Virtual Conference
Dementia Conference

Bing Yang

Chong Qing of China, China

Title: A Comparative Study of Oral Health in Chinese elderly with Alzheimer's Disease, Diabetes Mellitus and Coronary Artery Disease


Objective: In light of COVID-19, elderly residents with chronic disease decreasing access to oral health services. It is noteworthy that Alzheimer's disease (AD), diabetes mellitus (DM), and coronary artery disease (CAD) were significantly associated with dental caries and periodontal disease in recent studies. The objective of this study was to assess and compare the oral health status of the Chinese elderly with AD, DM, and CAD. Methods: A cross-sectional study was conducted among individuals diagnosed with AD (n=60), CAD (n=57), DM (n=57) and control group (n=63) matched for age, sex, and education. The participants’ demographic information, oral health behavior, perceived stress (PS) as well as the geriatric oral health assessment index (GOHAI) were obtained through a questionnaire survey.

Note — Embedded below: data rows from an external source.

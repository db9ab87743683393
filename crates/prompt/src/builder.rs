//! Prompt builder for rendering templates.

use crate::types::{BuiltPrompt, PromptDefinition};
use handlebars::Handlebars;
use sage_core::{AppError, AppResult};
use std::collections::HashMap;

/// Build a prompt from a definition and input variables.
///
/// Every variable the definition declares must be present in `variables`.
/// The template is rendered without HTML escaping so quotes and angle
/// brackets in retrieved passages reach the model untouched.
///
/// # Example
/// ```no_run
/// use sage_prompt::{build_prompt, PromptDefinition};
/// use std::collections::HashMap;
///
/// # fn example(def: PromptDefinition) -> Result<(), Box<dyn std::error::Error>> {
/// let mut vars = HashMap::new();
/// vars.insert("query".to_string(), "What is solar energy?".to_string());
///
/// let built = build_prompt(&def, vars)?;
/// println!("User prompt: {}", built.user);
/// # Ok(())
/// # }
/// ```
pub fn build_prompt(
    definition: &PromptDefinition,
    variables: HashMap<String, String>,
) -> AppResult<BuiltPrompt> {
    tracing::debug!("Building prompt: {}", definition.id);

    let missing: Vec<&str> = definition
        .variables
        .iter()
        .filter(|name| !variables.contains_key(name.as_str()))
        .map(String::as_str)
        .collect();
    if !missing.is_empty() {
        return Err(AppError::Prompt(format!(
            "Prompt '{}' is missing variables: {}",
            definition.id,
            missing.join(", ")
        )));
    }

    let user = render_template(&definition.template, &variables)?;

    Ok(BuiltPrompt::new(None, user, definition.id.clone(), variables))
}

/// Render a Handlebars template with variables.
fn render_template(template: &str, variables: &HashMap<String, String>) -> AppResult<String> {
    let mut handlebars = Handlebars::new();

    // Plain text, not HTML
    handlebars.register_escape_fn(handlebars::no_escape);

    handlebars
        .register_template_string("prompt", template)
        .map_err(|e| AppError::Prompt(format!("Failed to register template: {}", e)))?;

    let rendered = handlebars
        .render("prompt", &variables)
        .map_err(|e| AppError::Prompt(format!("Failed to render template: {}", e)))?;

    Ok(rendered)
}
//! The plan → retrieve → answer → reflect pipeline.

use crate::events::{EventSink, Stage, TracingSink, WorkflowEvent};
use crate::reflection::ReflectionScorer;
use crate::retriever::Retriever;
use crate::state::{AnsweredState, PlannedState, RetrievedState, SeedState, WorkflowState};
use sage_core::{AppConfig, AppError, AppResult};
use sage_llm::{LlmClient, LlmRequest};
use sage_prompt::PromptSet;
use std::future::Future;
use std::sync::Arc;
use tracing::Instrument;

/// Substrings marking a conversational query that needs no context.
pub const CONVERSATIONAL_MARKERS: [&str; 5] =
    ["hello", "hi", "who are you", "your name", "thank you"];

/// Queries with fewer whitespace tokens than this skip retrieval.
pub const MIN_QUERY_TOKENS: usize = 3;

/// Answer recorded when generation fails.
pub const ANSWER_ERROR_MESSAGE: &str = "Sorry, an error occurred while generating the answer.";

/// Routing decision of the plan stage.
///
/// Markers are matched as plain substrings of the lower-cased query, so
/// "hi" also matches inside "this" or "which".
pub fn needs_retrieval(query: &str) -> bool {
    let normalized = query.trim().to_lowercase();

    if CONVERSATIONAL_MARKERS
        .iter()
        .any(|marker| normalized.contains(marker))
    {
        return false;
    }

    normalized.split_whitespace().count() >= MIN_QUERY_TOKENS
}

/// Numeric and model settings for a workflow.
#[derive(Debug, Clone, PartialEq)]
pub struct WorkflowSettings {
    pub top_k: usize,
    pub max_context_docs: usize,
    pub relevance_threshold: f32,
    pub temperature: f32,
    pub answer_model: String,
    pub reflection_model: String,
}

impl Default for WorkflowSettings {
    fn default() -> Self {
        Self {
            top_k: 5,
            max_context_docs: 5,
            relevance_threshold: 0.7,
            temperature: 0.0,
            answer_model: "llama3.2".to_string(),
            reflection_model: "llama3.2".to_string(),
        }
    }
}

impl WorkflowSettings {
    pub fn from_config(config: &AppConfig) -> Self {
        Self {
            top_k: config.agent.top_k,
            max_context_docs: config.agent.max_context_docs,
            relevance_threshold: config.agent.relevance_threshold,
            temperature: config.agent.temperature,
            answer_model: config.model.clone(),
            reflection_model: config.reflection_model().to_string(),
        }
    }
}

/// A compiled, reusable pipeline.
///
/// Stages run strictly in order and never abort the run: every failure is
/// turned into a sentinel value on the state record.
pub struct Workflow {
    retriever: Arc<dyn Retriever>,
    generator: Arc<dyn LlmClient>,
    prompts: Arc<PromptSet>,
    scorer: ReflectionScorer,
    settings: WorkflowSettings,
    events: Arc<dyn EventSink>,
}

impl Workflow {
    pub fn builder() -> WorkflowBuilder {
        WorkflowBuilder::default()
    }

    pub fn settings(&self) -> &WorkflowSettings {
        &self.settings
    }

    /// Run all four stages for one query.
    pub async fn run(&self, query: &str) -> WorkflowState {
        let seed = SeedState::new(query);

        let planned = self.stage(Stage::Plan, async { self.plan(seed) }).await;
        let retrieved = self.stage(Stage::Retrieve, self.retrieve(planned)).await;
        let answered = self.stage(Stage::Answer, self.answer(retrieved)).await;
        self.stage(Stage::Reflect, self.reflect(answered)).await
    }

    async fn stage<T>(&self, stage: Stage, body: impl Future<Output = T>) -> T {
        self.events.emit(&WorkflowEvent::StageStarted { stage });
        let output = body.instrument(stage_span(stage)).await;
        self.events.emit(&WorkflowEvent::StageCompleted { stage });
        output
    }

    fn plan(&self, state: SeedState) -> PlannedState {
        let retrieve_needed = needs_retrieval(state.query());
        self.events
            .emit(&WorkflowEvent::PlanDecided { retrieve_needed });
        state.into_planned(retrieve_needed)
    }

    async fn retrieve(&self, state: PlannedState) -> RetrievedState {
        if !state.retrieve_needed() {
            self.events.emit(&WorkflowEvent::RetrievalSkipped);
            return state.into_retrieved(Vec::new());
        }

        let docs = self
            .retriever
            .search(state.query(), self.settings.top_k)
            .await
            .into_iter()
            .map(|doc| doc.text)
            .collect();

        state.into_retrieved(docs)
    }

    async fn answer(&self, state: RetrievedState) -> AnsweredState {
        let context = state
            .retrieved_docs()
            .iter()
            .take(self.settings.max_context_docs)
            .map(String::as_str)
            .collect::<Vec<_>>()
            .join("\n\n");
        let context_docs = state
            .retrieved_docs()
            .len()
            .min(self.settings.max_context_docs);

        let answer = match self.generate_answer(state.query(), &context).await {
            Ok(answer) => {
                self.events.emit(&WorkflowEvent::AnswerGenerated {
                    grounded: !context.is_empty(),
                    context_docs,
                    chars: answer.chars().count(),
                });
                answer
            }
            Err(e) => {
                self.events.emit(&WorkflowEvent::AnswerFailed {
                    error: e.to_string(),
                });
                ANSWER_ERROR_MESSAGE.to_string()
            }
        };

        state.into_answered(answer)
    }

    async fn generate_answer(&self, query: &str, context: &str) -> AppResult<String> {
        let prompt = self.prompts.render_answer(query, context)?;

        let mut request = LlmRequest::new(prompt.user, self.settings.answer_model.as_str())
            .with_temperature(self.settings.temperature);
        if let Some(system) = prompt.system {
            request = request.with_system(system);
        }

        let response = self.generator.complete(&request).await?;
        Ok(response.content.trim().to_string())
    }

    async fn reflect(&self, state: AnsweredState) -> WorkflowState {
        let judgment = self.scorer.reflect(state.query(), state.answer()).await;
        state.into_reflected(judgment, self.settings.relevance_threshold)
    }
}

fn stage_span(stage: Stage) -> tracing::Span {
    match stage {
        Stage::Plan => tracing::info_span!("plan"),
        Stage::Retrieve => tracing::info_span!("retrieve"),
        Stage::Answer => tracing::info_span!("answer"),
        Stage::Reflect => tracing::info_span!("reflect"),
    }
}

/// Assembles a [`Workflow`]; the retriever, generator and prompts are
/// required.
#[derive(Default)]
pub struct WorkflowBuilder {
    retriever: Option<Arc<dyn Retriever>>,
    generator: Option<Arc<dyn LlmClient>>,
    prompts: Option<Arc<PromptSet>>,
    settings: WorkflowSettings,
    events: Option<Arc<dyn EventSink>>,
}

impl WorkflowBuilder {
    pub fn new() -> Self {
        Self::default()
    }

    pub fn retriever(mut self, retriever: Arc<dyn Retriever>) -> Self {
        self.retriever = Some(retriever);
        self
    }

    pub fn generator(mut self, generator: Arc<dyn LlmClient>) -> Self {
        self.generator = Some(generator);
        self
    }

    pub fn prompts(mut self, prompts: Arc<PromptSet>) -> Self {
        self.prompts = Some(prompts);
        self
    }

    pub fn settings(mut self, settings: WorkflowSettings) -> Self {
        self.settings = settings;
        self
    }

    /// Defaults to [`TracingSink`].
    pub fn events(mut self, events: Arc<dyn EventSink>) -> Self {
        self.events = Some(events);
        self
    }

    pub fn build(self) -> AppResult<Workflow> {
        let retriever = self
            .retriever
            .ok_or_else(|| AppError::Workflow("no retriever configured".to_string()))?;
        let generator = self
            .generator
            .ok_or_else(|| AppError::Workflow("no generator configured".to_string()))?;
        let prompts = self
            .prompts
            .ok_or_else(|| AppError::Workflow("no prompts configured".to_string()))?;

        if self.settings.top_k == 0 {
            return Err(AppError::Workflow("top_k must be at least 1".to_string()));
        }

        let events = self
            .events
            .unwrap_or_else(|| Arc::new(TracingSink) as Arc<dyn EventSink>);

        let scorer = ReflectionScorer::new(
            generator.clone(),
            prompts.clone(),
            self.settings.reflection_model.clone(),
            self.settings.temperature,
            self.settings.relevance_threshold,
            events.clone(),
        );

        Ok(Workflow {
            retriever,
            generator,
            prompts,
            scorer,
            settings: self.settings,
            events,
        })
    }
}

Oral hygiene, dental caries, and periodontal status were measured using the Plaque Index (PLI), Decayed, Missing, and Filled Teeth (DMFT) Index, Gingival Bleeding (GB), Periodontal Pocket (PP), Loss of periodontal clinical attachment loss (CAL), respectively. t-test, variance analysis, and linear stepwise regression were performed to explore differences in oral health index between groups ? predictors, and their relationships with GOHAI. Results: Oral health behavior, PS, GOHAI, DMFT, PLI, and CAL were significantly different among the four groups; these parameters were poorer in the AD group than in the control group, DM and/or CAD; PS, DMFT, PP, and participants with DM and AD were directly associated with GOHAI. Conclusion: Individuals with AD suffered more serious psychological, health behavioral, and oral problems compared with other chronic diseases. Our findings suggest that targeted managing mood state, caries and teeth loss, periodontal treatment may be valuable for oral health-related quality of life in the elderly with chronic disease. 


Bing Yang completed her Ph.D. at the age of 29 years from Chongqing Medical University, China. She is the associated professor at the Stomatological Hospital of Chongqing Medical University, China. She has over 20 publications that focus on dementia and dental care. She has been serving as a reviewer of several journals.